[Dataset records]

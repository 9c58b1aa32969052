use crate::buffer::OutputBuffer;
use crate::events::{Event, EventBus};
use crate::logfile::SessionLog;
use crate::registry::AgentRecord;
use crate::AgentError;
use ac_pty::PtySession;
use serde::{Deserialize, Serialize};
use std::sync::{Arc, Mutex, Weak};
use uuid::Uuid;

#[derive(Debug, Clone, Copy, PartialEq, Eq, Serialize, Deserialize)]
#[serde(rename_all = "lowercase")]
pub enum TabStatus {
    Idle,
    Running,
    Stopped,
}

/// One sub-session of an agent: a PTY (spawned lazily on first attach) and
/// its sequenced output buffer.
pub struct TabSession {
    pub id: Uuid,
    pub name: String,
    agent_id: Uuid,
    status: Mutex<TabStatus>,
    buffer: Arc<OutputBuffer>,
    pty: tokio::sync::Mutex<Option<Arc<PtySession>>>,
    // The PTY exit task needs a way back to this tab without keeping it
    // alive past agent deletion.
    weak: Weak<TabSession>,
}

impl TabSession {
    pub fn new(agent_id: Uuid, name: String, bus: EventBus) -> Arc<Self> {
        let id = Uuid::new_v4();
        Arc::new_cyclic(|weak| Self {
            id,
            name,
            agent_id,
            status: Mutex::new(TabStatus::Idle),
            buffer: OutputBuffer::new(agent_id, id, bus),
            pty: tokio::sync::Mutex::new(None),
            weak: weak.clone(),
        })
    }

    pub fn status(&self) -> TabStatus {
        *self.status.lock().unwrap_or_else(|e| e.into_inner())
    }

    pub fn buffer(&self) -> &Arc<OutputBuffer> {
        &self.buffer
    }

    pub fn is_running(&self) -> bool {
        self.status() == TabStatus::Running
    }

    /// Spawn the PTY if it is not already running. Idempotent.
    pub async fn start(
        &self,
        agent: &Arc<AgentRecord>,
        bus: &EventBus,
        log: Option<SessionLog>,
        cols: u16,
        rows: u16,
    ) -> Result<Arc<PtySession>, AgentError> {
        let mut slot = self.pty.lock().await;
        if let Some(existing) = slot.as_ref() {
            if !existing.is_stopped() {
                return Ok(existing.clone());
            }
        }

        let shell = std::env::var("SHELL").unwrap_or_else(|_| "/bin/bash".to_string());
        let env = vec![
            ("TERM".to_string(), "xterm-256color".to_string()),
            ("COLORTERM".to_string(), "truecolor".to_string()),
        ];
        let session = Arc::new(PtySession::spawn(
            self.id,
            &shell,
            &[],
            &agent.work_dir,
            env,
            cols,
            rows,
        )?);
        *slot = Some(session.clone());
        drop(slot);

        self.buffer.set_log(log);
        self.transition(TabStatus::Running, agent, bus);

        // PTY bytes feed the sequenced buffer, which publishes chunks.
        let buffer = self.buffer.clone();
        let mut output_rx = session.subscribe();
        let tab_id = self.id;
        tokio::spawn(async move {
            loop {
                match output_rx.recv().await {
                    Ok(data) => buffer.append(&data),
                    Err(tokio::sync::broadcast::error::RecvError::Lagged(skipped)) => {
                        tracing::warn!(%tab_id, skipped, "PTY output receiver lagged");
                    }
                    Err(tokio::sync::broadcast::error::RecvError::Closed) => break,
                }
            }
        });

        // Exit drains the buffer, closes the log, and walks the status back.
        let weak_tab = self.weak.clone();
        let agent = Arc::clone(agent);
        let bus = bus.clone();
        let mut exit_rx = session.subscribe_exit();
        tokio::spawn(async move {
            let _ = exit_rx.recv().await;
            let Some(tab) = weak_tab.upgrade() else {
                return;
            };
            tab.buffer.flush();
            tab.buffer.close_log();
            tab.transition(TabStatus::Stopped, &agent, &bus);
        });

        Ok(session)
    }

    /// Flush pending output, kill the PTY, and mark the tab stopped.
    pub async fn stop(&self, agent: &Arc<AgentRecord>, bus: &EventBus) {
        let pty = self.pty.lock().await.take();
        if let Some(pty) = pty {
            if let Err(err) = pty.kill().await {
                tracing::warn!(tab_id = %self.id, error = %err, "PTY kill failed");
            }
        }
        self.buffer.flush();
        self.buffer.close_log();
        self.transition(TabStatus::Stopped, agent, bus);
    }

    pub async fn write(&self, data: &[u8]) -> Result<(), AgentError> {
        let slot = self.pty.lock().await;
        if let Some(pty) = slot.as_ref() {
            if !pty.is_stopped() {
                pty.write(data).await?;
            }
        }
        Ok(())
    }

    pub async fn resize(&self, cols: u16, rows: u16) -> Result<(), AgentError> {
        let slot = self.pty.lock().await;
        if let Some(pty) = slot.as_ref() {
            if !pty.is_stopped() {
                pty.resize(cols, rows).await?;
            }
        }
        Ok(())
    }

    /// SIGINT the PTY child (graceful-shutdown path).
    pub async fn interrupt(&self) {
        let slot = self.pty.lock().await;
        if let Some(pty) = slot.as_ref() {
            if !pty.is_stopped() {
                pty.interrupt();
            }
        }
    }

    pub async fn pty_stopped(&self) -> bool {
        let slot = self.pty.lock().await;
        slot.as_ref().map_or(true, |pty| pty.is_stopped())
    }

    pub async fn force_kill(&self) {
        let slot = self.pty.lock().await;
        if let Some(pty) = slot.as_ref() {
            let _ = pty.kill().await;
        }
    }

    /// Status transition that also publishes tab-status and the recomputed
    /// agent status. Repeated transitions to the same state stay silent.
    fn transition(&self, status: TabStatus, agent: &Arc<AgentRecord>, bus: &EventBus) {
        let changed = {
            let mut current = self.status.lock().unwrap_or_else(|e| e.into_inner());
            let changed = *current != status;
            *current = status;
            changed
        };
        if !changed {
            return;
        }
        bus.publish(Event::TabStatus {
            agent_id: self.agent_id,
            tab_id: self.id,
            status,
        });
        bus.publish(Event::AgentStatus {
            agent_id: agent.id,
            status: agent.status(),
        });
    }
}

# What you will do
Count, in the data above, the lines that hold "async". Return only that count.

# Output for this task
9